SilverBirchTree · 17/11/2018 12:08

@GreatDuckCookery I do feel guilty that we didn't sit down with them months ago and explain our plan for childcare.

I feel guilty that when he was a newborn, I let them do whatever they wanted with him even though it made me sick to my stomach sometimes, because I was insecure as a new mum and deferred to their experience. I allowed them to feel in control and that is why now, when I am taking some control away, they are feeling a sense of deprivation.

They are not evil people, you're right. But they have gone beyond any reasonable standard of behaviour this week. I can forgive it, but in this moment, it is hard.

OP posts:
numberseven · 17/11/2018 12:09

I need to find a way to help them overcome that.

But they will probably never overcome that. They are not reasonable, so you should not expect them to react reasonably. They won't think OK, we'll let this one go as OP is nice and sends us flowers.

GreatDuckCookery6211 · 17/11/2018 12:12

I feel guilty that when he was a newborn, I let them do whatever they wanted with him even though it made me sick to my stomach sometimes

What sort of things did they do?
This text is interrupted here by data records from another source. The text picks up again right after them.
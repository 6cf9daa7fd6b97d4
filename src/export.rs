//! 对话导出
//!
//! 按站点结构收集对话消息，生成一个独立的 HTML 文档，每条消息按语言带 `rtl`/`ltr` 类，
//! 可直接交给宿主打印成 PDF。没有识别出对话结构时退回到已标记的文本元素。

use std::collections::HashSet;
use std::fmt::Write as _;

use chrono::{SecondsFormat, Utc};
use markup5ever_rcdom::Handle;
use serde::Serialize;
use tracing::debug;

use crate::config::Sensitivity;
use crate::detection::{classify, Language};
use crate::dom::{
    ancestors, body_element, closest, detach, get_node_attr, inner_html, inner_text, matches_any,
    parse_html, query_all, NodeKey, Selector,
};
use crate::engine::context::PageContext;
use crate::engine::site::{SiteKind, SITE_CHROME};
use crate::engine::tagger::{ENGLISH_MARKER, PERSIAN_MARKER};
use crate::error::EngineResult;

// ============================================================================
// 站点结构
// ============================================================================

const AI_STUDIO_USER: &[Selector] = &[Selector::Class("user-prompt-container")];
const AI_STUDIO_MODEL: &[Selector] = &[Selector::Class("model-response")];
const AI_STUDIO_TURN: &[Selector] = &[Selector::Class("chat-turn-container")];

const PERPLEXITY_USER: &[Selector] = &[Selector::Class("group/query")];
const PERPLEXITY_ANSWER: &[Selector] = &[Selector::Class("prose")];

const CHATGPT_TURN: &[Selector] = &[Selector::Attr("data-message-author-role")];
const CHATGPT_CONTENT: &[Selector] = &[
    Selector::Class("markdown"),
    Selector::Class("prose"),
    Selector::AttrEq("data-testid", "markdown"),
];

const TAGGED: &[Selector] = &[Selector::Attr(PERSIAN_MARKER), Selector::Attr(ENGLISH_MARKER)];

const PAGE_CSS: &str = "@page { size: A4 portrait; margin: 15mm; }
* { -webkit-print-color-adjust: exact !important; print-color-adjust: exact !important; }
h1 { font-size: 18px; margin: 0 0 12px; }
.msg { break-inside: avoid; margin: 10px 0 14px; padding: 10px 12px; border-radius: 8px; border: 1px solid #e9ecef; background: #fff; }
.msg.user { background: #eef7ff; border-color: #cfe8ff; }
.msg.assistant { background: #fffdf2; border-color: #f7ecb5; }
.meta { font-size: 11px; color: #6c757d; margin-bottom: 6px; }
.content { white-space: pre-wrap; word-wrap: break-word; }
.rtl { direction: rtl; text-align: right; unicode-bidi: isolate; }
.ltr { direction: ltr; text-align: left; unicode-bidi: isolate; }
code, pre { direction: ltr !important; text-align: left !important; font-family: Consolas, Monaco, 'Courier New', monospace !important; }
";

/// 消息作者
#[derive(Debug, Clone, Copy, PartialEq, Eq, Serialize)]
#[serde(rename_all = "lowercase")]
pub enum Role {
    User,
    Assistant,
}

impl Role {
    pub fn label(&self) -> &'static str {
        match self {
            Role::User => "You",
            Role::Assistant => "Assistant",
        }
    }

    fn class(&self) -> &'static str {
        match self {
            Role::User => "user",
            Role::Assistant => "assistant",
        }
    }
}

/// 一条导出的消息
#[derive(Debug, Clone, PartialEq, Serialize)]
pub struct ExportMessage {
    pub role: Role,
    pub language: Language,
    pub html: String,
}

impl ExportMessage {
    /// 未知语言按从右到左排版
    pub fn direction_class(&self) -> &'static str {
        match self.language {
            Language::English => "ltr",
            Language::Persian | Language::Unknown => "rtl",
        }
    }
}

/// 导出结果
#[derive(Debug, Clone)]
pub struct ExportDocument {
    pub html: String,
    pub messages: usize,
}

// ============================================================================
// 收集
// ============================================================================

/// 按站点收集对话消息，没有结构时退回已标记的元素
pub fn collect_messages(ctx: &PageContext) -> EngineResult<Vec<ExportMessage>> {
    let root = ctx.root();
    let sensitivity = ctx.settings.detection_sensitivity;
    let blocks = match ctx.site.kind {
        SiteKind::AiStudio => ai_studio_blocks(&root),
        SiteKind::Perplexity => perplexity_blocks(&root),
        SiteKind::ChatGpt => chatgpt_blocks(&root),
        SiteKind::Generic => Vec::new(),
    };
    let blocks = if blocks.is_empty() {
        outermost(query_all(&root, TAGGED))
            .into_iter()
            .map(|element| (Role::Assistant, element))
            .collect()
    } else {
        blocks
    };

    let mut messages = Vec::new();
    for (role, content) in blocks {
        if let Some(message) = to_message(role, &content, sensitivity)? {
            messages.push(message);
        }
    }
    debug!("导出收集到 {} 条消息", messages.len());
    Ok(messages)
}

fn ai_studio_blocks(root: &Handle) -> Vec<(Role, Handle)> {
    let mut blocks = Vec::new();
    for turn in query_all(root, &[Selector::Any(AI_STUDIO_TURN), Selector::Any(AI_STUDIO_USER), Selector::Any(AI_STUDIO_MODEL)]) {
        if matches_any(&turn, AI_STUDIO_USER) {
            blocks.push((Role::User, turn));
        } else if matches_any(&turn, AI_STUDIO_MODEL) {
            blocks.push((Role::Assistant, turn));
        } else if query_all(&turn, AI_STUDIO_USER).is_empty()
            && query_all(&turn, AI_STUDIO_MODEL).is_empty()
        {
            // 没有内层结构的轮次按类名判断作者
            let class_name = get_node_attr(&turn, "class").unwrap_or_default().to_lowercase();
            let is_user = ["user", "sent"].iter().any(|hint| class_name.contains(hint))
                || !query_all(&turn, &[Selector::AttrEq("data-author", "user")]).is_empty();
            let role = if is_user { Role::User } else { Role::Assistant };
            blocks.push((role, turn));
        }
    }
    blocks
}

fn perplexity_blocks(root: &Handle) -> Vec<(Role, Handle)> {
    let candidates = query_all(
        root,
        &[Selector::Any(PERPLEXITY_USER), Selector::Any(PERPLEXITY_ANSWER)],
    );
    outermost(candidates)
        .into_iter()
        .filter(|block| closest(block, SITE_CHROME).is_none())
        .map(|block| {
            let role = if matches_any(&block, PERPLEXITY_USER) {
                Role::User
            } else {
                Role::Assistant
            };
            (role, block)
        })
        .collect()
}

fn chatgpt_blocks(root: &Handle) -> Vec<(Role, Handle)> {
    outermost(query_all(root, CHATGPT_TURN))
        .into_iter()
        .map(|turn| {
            let role = match get_node_attr(&turn, "data-message-author-role").as_deref() {
                Some("user") => Role::User,
                _ => Role::Assistant,
            };
            let content = query_all(&turn, CHATGPT_CONTENT)
                .into_iter()
                .next()
                .unwrap_or(turn);
            (role, content)
        })
        .collect()
}

/// 只保留没有被其它候选包含的元素，保持文档顺序
fn outermost(elements: Vec<Handle>) -> Vec<Handle> {
    let mut kept: HashSet<NodeKey> = HashSet::new();
    let mut result = Vec::new();
    for element in elements {
        if ancestors(&element)
            .iter()
            .any(|ancestor| kept.contains(&NodeKey::of(ancestor)))
        {
            continue;
        }
        kept.insert(NodeKey::of(&element));
        result.push(element);
    }
    result
}

fn to_message(
    role: Role,
    content: &Handle,
    sensitivity: Sensitivity,
) -> EngineResult<Option<ExportMessage>> {
    let text = inner_text(content);
    if text.is_empty() {
        return Ok(None);
    }
    let html = strip_scripts(&inner_html(content)?)?;
    Ok(Some(ExportMessage {
        role,
        language: classify(&text, sensitivity),
        html,
    }))
}

/// 在重新解析出的副本上删除脚本节点，页面本身不受影响
fn strip_scripts(html: &str) -> EngineResult<String> {
    // 显式的 body 让开头的 style 之类留在正文里
    let copy = parse_html(&format!("<body>{html}"))?;
    let Some(body) = body_element(&copy.document) else {
        return Ok(String::new());
    };
    for script in query_all(&body, &[Selector::Tag("script")]) {
        detach(&script);
    }
    inner_html(&body)
}

// ============================================================================
// 文档
// ============================================================================

fn escape_html(text: &str) -> String {
    let mut escaped = String::with_capacity(text.len());
    for c in text.chars() {
        match c {
            '&' => escaped.push_str("&amp;"),
            '<' => escaped.push_str("&lt;"),
            '>' => escaped.push_str("&gt;"),
            '"' => escaped.push_str("&quot;"),
            '\'' => escaped.push_str("&#039;"),
            other => escaped.push(other),
        }
    }
    escaped
}

/// 生成导出文档
pub fn build_document(
    messages: &[ExportMessage],
    font_family: Option<&str>,
    font_css: &str,
    page_url: &str,
) -> String {
    let datetime = Utc::now().to_rfc3339_opts(SecondsFormat::Secs, true);
    let mut items = String::new();
    for message in messages {
        let _ = write!(
            items,
            "<div class=\"msg {} {}\">\n<div class=\"meta\">{}</div>\n<div class=\"content\">{}</div>\n</div>\n",
            message.role.class(),
            message.direction_class(),
            escape_html(message.role.label()),
            message.html
        );
    }

    format!(
        "<!doctype html>\n<html lang=\"fa\" dir=\"rtl\">\n<head>\n<meta charset=\"utf-8\">\n\
         <!-- Exported from {} at {} using {} v{} -->\n<title>Chat Export</title>\n\
         <style>\n{}</style>\n<style>\n{}body {{ font-family: {}; line-height: 1.7; }}\n</style>\n\
         </head>\n<body>\n<h1>Chat Export</h1>\n{}</body>\n</html>\n",
        escape_html(page_url),
        datetime,
        env!("CARGO_PKG_NAME"),
        env!("CARGO_PKG_VERSION"),
        font_css,
        PAGE_CSS,
        font_family.unwrap_or("Tahoma, Arial, sans-serif"),
        items
    )
}

/// 收集并生成导出文档
pub fn export(ctx: &PageContext) -> EngineResult<ExportDocument> {
    let messages = collect_messages(ctx)?;
    let font_css = crate::engine::stylesheet::build_css(ctx.style_profile(), &ctx.options.font_base_url);
    let html = build_document(
        &messages,
        ctx.style_profile().font_family,
        &font_css,
        &ctx.page_url,
    );
    Ok(ExportDocument {
        html,
        messages: messages.len(),
    })
}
I'm struggling to understand how you can in your first post say how wonderful they are as grandparents and how much your DS loves them if they've been so awful from the start.

SilverBirchTree · 17/11/2018 12:13

@numberseven I'm not hoping for that much. But the narrative they are telling themselves is 'OP is trying to cut us off, she hates us, she wants to break our family and keep GC to herself, ruin our lives.', and I'm hoping having a bunch of flowers on their countertop saying 'I'm sorry you feel hurt. I want us to reconcile. Please come to counselling with us.' Is good evidence that I'm not that person, and the ball is in their court.

OP posts:
dustarr73 · 17/11/2018 12:16

Well if they do that while you are there,what would they do if you where at work and they where minding your lo.

My gs is 7 weeks old,and i minded him yesterday.To give my son and gf a break.I done what they asked.Its up to them to raise their son,and i just do what im told.Which im happy to do.

No flowers,letter to them.If they want to have a tantrum,let them.Dont give them the space in your head.They are not worth it.

SilverBirchTree · 17/11/2018 12:16

This reply has been deleted

Message withdrawn at poster's request.

AttilaTheMeerkat · 17/11/2018 12:19

"I feel like I need to give them as much of what they want as possible- while not giving in on the one thing in this that I cannot budge on- the safety of my child. So no, they cannot babysit. Probably ever now. And that is incredibly hurtful to them. I need to find a way to help them overcome that".

No, its not your job at all to do that at all re your last sentence. How could you at all help them with that task anyway?. Its impossible and again you are applying "normal" rules of familial relations to people who are inherent unreasonable and unyielding. Its their way or no way as far as they are concerned, they are that immovable.

If anyone has a right to feel hurt here it is you, not they. They do not feel hurt at all, they are pissed that you have not done as you are told. They caused all this to happen by their actions. They have thrown their toys out of the pram here because you have not rolled over and give into their incessant demands.

GreatDuckCookery6211 · 17/11/2018 12:19

Ok OP those things aren't good I agree.